There is thinking in both the military and the police that the right way to 
do their job is to threaten extreme force, which they think will guarantee 
compliance. This is immoral, leads to the actual use of extreme force when 
their target doesn't back down, and is police-state behavior. It is not, I 
should say, a conspiracy. It is policy, and the right way to stop it is to 
change the policy by democratic means.

2) A conspiracy theory differs from a conspiracy in several ways, and is 
pretty easy to spot. The conspiracy is world-wide. The conspirators are 
claimed to be very, very good at their secret mischief. A conspiracy 
theorist never admits to error, and explains away facts rather than 
modifying the theory to fit them, i.e., rejects the scientific method.

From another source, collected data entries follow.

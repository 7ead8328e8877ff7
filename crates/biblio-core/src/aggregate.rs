// File: crates/biblio-core/src/aggregate.rs
// Summary: Gap-filled daily/cumulative dual-series aggregation with query fallback.

use chrono::NaiveDate;
use tracing::{debug, instrument, warn};

use crate::store::{LibraryStore, RecordFilter};
use crate::types::{DailyDataPoint, DayCountRow, LibraryScope, Statistics, TagId};

/// Compute the dense daily/cumulative dual series for one library scope.
///
/// The fused per-day query runs first; when it yields zero rows the
/// decomposed three-query fallback is tried before declaring no-data.
/// Store failures degrade to an empty result and are never propagated.
/// An empty `focal_tag_ids` list means "no focal filter": every focal
/// count is zero, not "all records".
#[instrument(skip(store), fields(library = scope.library_id, focal = focal_tag_ids.len()))]
pub async fn aggregate(
    store: &dyn LibraryStore,
    scope: LibraryScope,
    focal_tag_ids: &[TagId],
) -> Statistics {
    let filter = RecordFilter::scholarly();

    let mut rows = match store.day_counts(scope, &filter, focal_tag_ids).await {
        Ok(rows) => rows,
        Err(err) => {
            warn!(%err, "fused day-count query failed; treating as zero rows");
            Vec::new()
        }
    };

    if rows.is_empty() {
        rows = decomposed_rows(store, scope, &filter, focal_tag_ids).await;
    }

    let focal_active = !focal_tag_ids.is_empty();
    let mut normalized: Vec<(String, u64, u64)> = rows
        .into_iter()
        .filter_map(|row| row.validated(focal_active))
        .collect();
    normalized.sort_by(|a, b| a.0.cmp(&b.0));

    if normalized.is_empty() {
        return Statistics::empty();
    }

    gap_fill(&normalized)
}

/// Decomposition fallback: distinct days, added counts and focal counts
/// as three positionally aligned columns. Exists because the host query
/// layer has been seen to drop the fused form's results; decompose
/// before declaring no-data.
async fn decomposed_rows(
    store: &dyn LibraryStore,
    scope: LibraryScope,
    filter: &RecordFilter,
    focal_tag_ids: &[TagId],
) -> Vec<DayCountRow> {
    let days = match store.day_column(scope, filter).await {
        Ok(days) => days,
        Err(err) => {
            warn!(%err, "day-column fallback failed; treating as zero rows");
            return Vec::new();
        }
    };
    let added = match store.added_count_column(scope, filter).await {
        Ok(added) => added,
        Err(err) => {
            warn!(%err, "added-count fallback failed; treating as zero rows");
            return Vec::new();
        }
    };
    if days.is_empty() || days.len() != added.len() {
        debug!(days = days.len(), added = added.len(), "fallback columns misaligned");
        return Vec::new();
    }

    let focal = if focal_tag_ids.is_empty() {
        vec![0; days.len()]
    } else {
        match store.focal_count_column(scope, filter, focal_tag_ids).await {
            Ok(focal) if focal.len() == days.len() => focal,
            Ok(focal) => {
                debug!(days = days.len(), focal = focal.len(), "focal column misaligned; zeroing");
                vec![0; days.len()]
            }
            Err(err) => {
                warn!(%err, "focal-count fallback failed; zeroing focal series");
                vec![0; days.len()]
            }
        }
    };

    days.into_iter()
        .zip(added)
        .zip(focal)
        .map(|((day, added_count), focal_added_count)| DayCountRow {
            day,
            added_count,
            focal_added_count: Some(focal_added_count),
        })
        .collect()
}

/// Walk every calendar day between the first and last observed day,
/// carrying both running sums; silent days contribute zero added counts
/// but still advance the cumulative values unchanged.
fn gap_fill(rows: &[(String, u64, u64)]) -> Statistics {
    let parse = |day: &str| NaiveDate::parse_from_str(day, "%Y-%m-%d").ok();

    // Rows whose day key is not a real date cannot anchor the walk.
    let mut dated: Vec<(NaiveDate, u64, u64)> = rows
        .iter()
        .filter_map(|(day, added, focal)| {
            let date = parse(day);
            if date.is_none() {
                debug!(%day, "dropping row with unparseable day key");
            }
            date.map(|d| (d, *added, *focal))
        })
        .collect();
    if dated.is_empty() {
        return Statistics::empty();
    }
    dated.sort_by_key(|(d, _, _)| *d);

    let first = dated[0].0;
    let last = dated[dated.len() - 1].0;

    let mut daily = Vec::new();
    let mut cumulative = 0u64;
    let mut focal_cumulative = 0u64;
    let mut next_row = 0usize;
    let mut current = first;

    loop {
        let mut added = 0u64;
        let mut focal = 0u64;
        // Grouped queries emit one row per day; merging here keeps a
        // misbehaving store from silently losing counts.
        while next_row < dated.len() && dated[next_row].0 == current {
            added += dated[next_row].1;
            focal += dated[next_row].2;
            next_row += 1;
        }
        cumulative += added;
        focal_cumulative += focal;
        daily.push(DailyDataPoint {
            day: current.format("%Y-%m-%d").to_string(),
            added_count: added,
            cumulative_count: cumulative,
            focal_added_count: focal,
            focal_cumulative_count: focal_cumulative,
        });

        if current == last {
            break;
        }
        match current.succ_opt() {
            Some(next) => current = next,
            None => break,
        }
    }

    let start_date = daily.first().map(|p| p.day.clone()).unwrap_or_default();
    let end_date = daily.last().map(|p| p.day.clone()).unwrap_or_default();
    Statistics {
        total_count: cumulative,
        focal_count: focal_cumulative,
        daily,
        start_date,
        end_date,
    }
}
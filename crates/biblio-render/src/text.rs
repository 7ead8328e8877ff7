// File: crates/biblio-render/src/text.rs
// Summary: Text measurement and aligned drawing via Skia textlayout.

use skia_safe as skia;
use skia::textlayout::{FontCollection, Paragraph, ParagraphBuilder, ParagraphStyle, TextStyle};

pub struct TextShaper {
    fonts: FontCollection,
}

impl TextShaper {
    pub fn new() -> Self {
        let mut fc = FontCollection::new();
        // Use system manager fallback
        fc.set_default_font_manager(skia::FontMgr::default(), None);
        Self { fonts: fc }
    }

    fn make_style(size: f32, color: skia::Color) -> TextStyle {
        let mut ts = TextStyle::new();
        ts.set_font_size(size.max(1.0));
        ts.set_color(color);
        ts.set_font_families(&[
            "Segoe UI",
            "Arial",
            "Helvetica",
            "Roboto",
            "DejaVu Sans",
            "sans-serif",
        ]);
        ts
    }

    fn layout(&self, text: &str, size: f32, color: skia::Color) -> Paragraph {
        let pstyle = ParagraphStyle::new();
        let mut builder = ParagraphBuilder::new(&pstyle, &self.fonts);
        builder.push_style(&Self::make_style(size, color));
        builder.add_text(text);
        let mut paragraph = builder.build();
        paragraph.layout(10_000.0);
        paragraph
    }

    pub fn measure_width(&self, text: &str, size: f32) -> f32 {
        let p = self.layout(text, size, skia::Color::from_argb(0, 0, 0, 0));
        p.longest_line()
    }

    /// Draw with `y` as an approximate baseline, like canvas text APIs.
    pub fn draw_left(
        &self,
        canvas: &skia::Canvas,
        text: &str,
        x: f32,
        y: f32,
        size: f32,
        color: skia::Color,
    ) {
        let p = self.layout(text, size, color);
        // Paragraph draws from top-left; adjust by glyph height approximation
        p.paint(canvas, (x, y - size * 0.8));
    }

    pub fn draw_center(
        &self,
        canvas: &skia::Canvas,
        text: &str,
        cx: f32,
        y: f32,
        size: f32,
        color: skia::Color,
    ) {
        let width = self.measure_width(text, size);
        self.draw_left(canvas, text, cx - width * 0.5, y, size, color);
    }

    pub fn draw_right(
        &self,
        canvas: &skia::Canvas,
        text: &str,
        rx: f32,
        y: f32,
        size: f32,
        color: skia::Color,
    ) {
        let width = self.measure_width(text, size);
        self.draw_left(canvas, text, rx - width, y, size, color);
    }
}

impl Default for TextShaper {
    fn default() -> Self {
        Self::new()
    }
}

Once 
a conspiracy theory is widely accepted, the killing starts. Religions often 
buy into them, and both sides in the Israeli-Palestinian conflict have many 
adherents to the notion that they are a special group chosen by God, 
identify their opposition as a conspiracy against them and God, and think 
gives them the right to kill, steal and lie. Witch burning is another 
example of what a conspiracy theory is capable of, as was the Spanish 
Inquisition. More recently, we have the Holocaust. Marxists identify 
liberalism as a world-wide conspiracy against democracy, and we know where 
that went in Russia and China (liberalism exterminated, along with a lot of 
people, and no democracy). Conspiracy theorists are often perfectly nice 
people, but they play with fire.

I should point out, as I have before, that conspiracy theories consistently 
violate Occam's Razor. In an effort to make evil understandable, they posit 
an impossibly complex dark force.

3) Of course there are conspiracies. At issue is whether they are the 
driving force of history, or merely one of many factors.